It took a few days to get there, but the Washington Post has finally made the circuitous voyage from a headline declaring “Russian operation hacked a Vermont utility, showing risk to U.S. electrical security, officials say” to finally arriving at “Russian government hackers do not appear to have targeted Vermont utility, say people close to investigation.”
One big thing you’ll notice about the second headline is that it’s not really a story in and of itself. Russia not hacking the US electric grid would not, on its own, be even a low level story in a newspaper, because every single day of history Russia has managed to not hack Vermont and not bring down the nation’s electrical grid.
Indeed, the only reason the second story exists at all is because the Washington Post released the first wildly irresponsible and obviously false story claiming Russia did something, and eventually decided that adding an “Editor’s Note” pointing out effectively that the story was false was simply insufficient.

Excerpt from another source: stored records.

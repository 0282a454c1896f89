//! Test harness for isolated orchestrator runs.
//!
//! The `TestHarness` struct bundles:
//! - Temporary source, processed and config directories
//! - A `JobOrchestrator` wired to a `StubTransform` and a `RecordingClipboard`
//! - The receiving end of the orchestrator's event channel

#![allow(dead_code)]

use std::path::{Path, PathBuf};
use std::sync::Arc;
use std::time::Duration;

use tempfile::TempDir;
use tokio::sync::mpsc::UnboundedReceiver;

use outliner::broadcast::JobEvent;
use outliner::config::{ConfigProfile, OutputFormat};
use outliner::pipeline::ChannelListener;
use outliner::storage::{ArtifactStorage, ProcessedIndex};
use outliner::worker::JobOrchestrator;

use super::doubles::{RecordingClipboard, StubTransform};

const EVENT_TIMEOUT: Duration = Duration::from_secs(5);

pub struct TestHarness {
    temp_dir: TempDir,
    pub source_dir: PathBuf,
    pub processed_dir: PathBuf,
    pub config_dir: PathBuf,
    pub service: Arc<StubTransform>,
    pub clipboard: Arc<RecordingClipboard>,
    pub orchestrator: JobOrchestrator,
    pub events: UnboundedReceiver<JobEvent>,
}

impl TestHarness {
    pub fn new() -> Self {
        Self::with_service(StubTransform::new())
    }

    pub fn with_service(service: StubTransform) -> Self {
        Self::build(service, RecordingClipboard::new(), None)
    }

    /// `processed_dir` overrides the artifact root, e.g. to make it unwritable.
    pub fn build(
        service: StubTransform,
        clipboard: RecordingClipboard,
        processed_dir: Option<PathBuf>,
    ) -> Self {
        let temp_dir = TempDir::new().expect("Failed to create temp directory");
        let base = temp_dir.path();

        let source_dir = base.join("source");
        let config_dir = base.join("config");
        std::fs::create_dir_all(&source_dir).expect("Failed to create source dir");
        std::fs::create_dir_all(&config_dir).expect("Failed to create config dir");
        let processed_dir = processed_dir.unwrap_or_else(|| base.join("processed"));

        let service = Arc::new(service);
        let clipboard = Arc::new(clipboard);
        let (listener, events) = ChannelListener::new();

        let orchestrator = JobOrchestrator::new(
            service.clone(),
            ArtifactStorage::new(&processed_dir),
            clipboard.clone(),
            Arc::new(listener),
        );

        Self {
            temp_dir,
            source_dir,
            processed_dir,
            config_dir,
            service,
            clipboard,
            orchestrator,
            events,
        }
    }

    pub fn base_dir(&self) -> &Path {
        self.temp_dir.path()
    }

    /// Writes a source file and returns its path.
    pub fn write_source(&self, name: &str, content: &str) -> PathBuf {
        let path = self.source_dir.join(name);
        std::fs::write(&path, content).expect("Failed to write source file");
        path
    }

    /// Profile `{model: "m", temperature: 0.5, top_p: 1.0, format: .txt}`.
    pub fn profile(&self) -> ConfigProfile {
        ConfigProfile::new("m", "Outline the text.")
            .with_temperature(0.5)
            .with_top_p(1.0)
            .with_output_format(OutputFormat::PlainText)
    }

    pub fn index(&self) -> ProcessedIndex {
        self.orchestrator.processed_index()
    }

    pub async fn next_event(&mut self) -> JobEvent {
        tokio::time::timeout(EVENT_TIMEOUT, self.events.recv())
            .await
            .expect("Timed out waiting for job event")
            .expect("Event channel closed")
    }

    /// Receives events until `terminal` terminal events have arrived.
    pub async fn collect_terminal(&mut self, terminal: usize) -> Vec<JobEvent> {
        let mut events = Vec::new();
        let mut seen = 0;
        while seen < terminal {
            let event = self.next_event().await;
            if event.is_terminal() {
                seen += 1;
            }
            events.push(event);
        }
        events
    }

    /// Polls until `active_count()` equals `expected`.
    pub async fn wait_for_active(&self, expected: usize) {
        tokio::time::timeout(EVENT_TIMEOUT, async {
            while self.orchestrator.active_count() != expected {
                tokio::time::sleep(Duration::from_millis(5)).await;
            }
        })
        .await
        .expect("Timed out waiting for active count");
    }
}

What actually happened? On Friday, as our own coverage noted, Burlington Electric found a piece of malware on a single laptop not connected to any of their systems, and the malware matched the long litany of “related” malware that a recent government warning claimed was linked to the Russian military.
The government warning itself conceded that they usually don’t blame somebody for entire families of malware, but that it had become government policy to blame Russia this time, because of the “election hack” scandal.
Hysteria about Russian hackers hiding behind every consulate chef and the eagerness to make a story where one realistically didn’t exist transformed a single laptop getting a piece of malware, doubtless a daily occurrence at any major utility, to a scare piece about Russia working to bring the entire grid down around us.
Sure, it wasn’t true, but as the Washington Post headlines make clear, it makes for a more interesting sounding story than “Russia didn’t hack US power grid” would.